* **WORK REQUEST**: Each line below containing the word "UNAUTHORIZED" needs to be shown.

* **AVAILABLE RECORDS**:

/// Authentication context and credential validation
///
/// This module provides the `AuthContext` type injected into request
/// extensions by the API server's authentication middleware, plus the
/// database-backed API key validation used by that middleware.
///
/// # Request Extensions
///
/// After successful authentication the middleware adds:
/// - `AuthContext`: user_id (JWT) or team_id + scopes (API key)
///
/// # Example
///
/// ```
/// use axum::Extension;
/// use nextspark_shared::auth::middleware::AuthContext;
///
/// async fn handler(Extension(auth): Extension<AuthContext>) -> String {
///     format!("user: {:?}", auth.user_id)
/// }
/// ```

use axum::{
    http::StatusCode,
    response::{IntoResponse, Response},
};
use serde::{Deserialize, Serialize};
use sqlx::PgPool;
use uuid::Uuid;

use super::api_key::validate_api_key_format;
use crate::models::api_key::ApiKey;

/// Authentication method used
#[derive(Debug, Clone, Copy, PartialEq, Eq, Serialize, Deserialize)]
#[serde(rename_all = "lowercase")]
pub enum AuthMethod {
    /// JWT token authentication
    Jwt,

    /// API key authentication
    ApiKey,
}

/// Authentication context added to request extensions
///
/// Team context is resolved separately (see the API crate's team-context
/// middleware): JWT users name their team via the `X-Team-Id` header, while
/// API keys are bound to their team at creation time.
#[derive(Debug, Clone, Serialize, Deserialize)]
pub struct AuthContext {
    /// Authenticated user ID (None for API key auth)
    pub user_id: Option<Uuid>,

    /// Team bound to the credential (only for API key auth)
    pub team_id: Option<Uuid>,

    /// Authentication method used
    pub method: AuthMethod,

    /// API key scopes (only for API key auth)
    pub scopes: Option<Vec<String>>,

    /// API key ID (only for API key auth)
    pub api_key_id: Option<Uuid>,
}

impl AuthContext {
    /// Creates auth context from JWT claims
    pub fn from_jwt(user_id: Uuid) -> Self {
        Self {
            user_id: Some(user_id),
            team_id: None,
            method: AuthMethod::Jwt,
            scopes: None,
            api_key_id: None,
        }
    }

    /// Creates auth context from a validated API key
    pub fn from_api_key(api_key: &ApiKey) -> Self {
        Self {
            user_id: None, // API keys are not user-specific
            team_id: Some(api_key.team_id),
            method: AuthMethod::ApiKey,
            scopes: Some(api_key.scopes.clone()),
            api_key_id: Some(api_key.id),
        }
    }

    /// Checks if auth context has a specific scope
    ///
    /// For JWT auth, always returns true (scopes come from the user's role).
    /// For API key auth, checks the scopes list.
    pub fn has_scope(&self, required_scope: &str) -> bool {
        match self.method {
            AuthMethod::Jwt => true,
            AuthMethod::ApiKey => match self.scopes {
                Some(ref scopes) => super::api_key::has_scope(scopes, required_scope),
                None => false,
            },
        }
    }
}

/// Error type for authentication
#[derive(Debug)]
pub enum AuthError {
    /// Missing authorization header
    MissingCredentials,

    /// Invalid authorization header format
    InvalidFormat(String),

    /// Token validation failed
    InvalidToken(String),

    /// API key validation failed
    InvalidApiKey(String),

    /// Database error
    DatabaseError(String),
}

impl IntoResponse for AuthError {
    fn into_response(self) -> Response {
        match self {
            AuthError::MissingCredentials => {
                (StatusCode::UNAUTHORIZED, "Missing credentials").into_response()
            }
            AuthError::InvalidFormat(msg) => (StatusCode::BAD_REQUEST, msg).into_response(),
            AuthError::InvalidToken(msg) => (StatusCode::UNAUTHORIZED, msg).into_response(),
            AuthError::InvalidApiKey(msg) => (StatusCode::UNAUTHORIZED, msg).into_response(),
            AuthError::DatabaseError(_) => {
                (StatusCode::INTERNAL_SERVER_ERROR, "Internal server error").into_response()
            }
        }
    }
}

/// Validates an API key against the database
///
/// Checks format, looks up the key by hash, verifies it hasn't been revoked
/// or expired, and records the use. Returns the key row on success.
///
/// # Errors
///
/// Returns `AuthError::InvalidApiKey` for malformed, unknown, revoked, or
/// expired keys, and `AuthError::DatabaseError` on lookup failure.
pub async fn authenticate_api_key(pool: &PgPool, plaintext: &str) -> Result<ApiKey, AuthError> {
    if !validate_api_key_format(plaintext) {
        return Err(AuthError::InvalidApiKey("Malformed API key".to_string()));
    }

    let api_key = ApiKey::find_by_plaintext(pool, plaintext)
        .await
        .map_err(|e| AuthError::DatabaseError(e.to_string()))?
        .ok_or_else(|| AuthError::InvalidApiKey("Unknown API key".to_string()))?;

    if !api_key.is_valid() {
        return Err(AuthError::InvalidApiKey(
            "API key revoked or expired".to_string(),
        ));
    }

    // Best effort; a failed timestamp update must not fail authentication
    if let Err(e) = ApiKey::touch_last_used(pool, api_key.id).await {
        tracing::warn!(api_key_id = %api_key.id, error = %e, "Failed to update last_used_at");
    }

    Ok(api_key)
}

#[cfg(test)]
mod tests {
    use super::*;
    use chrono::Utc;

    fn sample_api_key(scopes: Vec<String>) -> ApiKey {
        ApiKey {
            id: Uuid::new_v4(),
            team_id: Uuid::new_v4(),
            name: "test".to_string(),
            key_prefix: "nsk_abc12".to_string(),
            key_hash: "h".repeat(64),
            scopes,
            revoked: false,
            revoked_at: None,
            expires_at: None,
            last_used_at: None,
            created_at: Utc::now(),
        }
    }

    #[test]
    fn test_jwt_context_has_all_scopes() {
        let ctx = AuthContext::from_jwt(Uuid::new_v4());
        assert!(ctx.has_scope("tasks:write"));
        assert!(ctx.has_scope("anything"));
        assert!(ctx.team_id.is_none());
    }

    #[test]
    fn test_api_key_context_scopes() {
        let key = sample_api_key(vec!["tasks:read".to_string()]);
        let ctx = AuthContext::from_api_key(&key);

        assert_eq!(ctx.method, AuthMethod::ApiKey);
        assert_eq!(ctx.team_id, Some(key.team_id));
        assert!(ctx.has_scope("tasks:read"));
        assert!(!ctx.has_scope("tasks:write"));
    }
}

* **SOLUTION TO THIS PROBLEM**:
                (StatusCode::UNAUTHORIZED, "Missing credentials").into_response()
            AuthError::InvalidToken(msg) => (StatusCode::UNAUTHORIZED, msg).into_response(),
            AuthError::InvalidApiKey(msg) => (StatusCode::UNAUTHORIZED, msg).into_response(),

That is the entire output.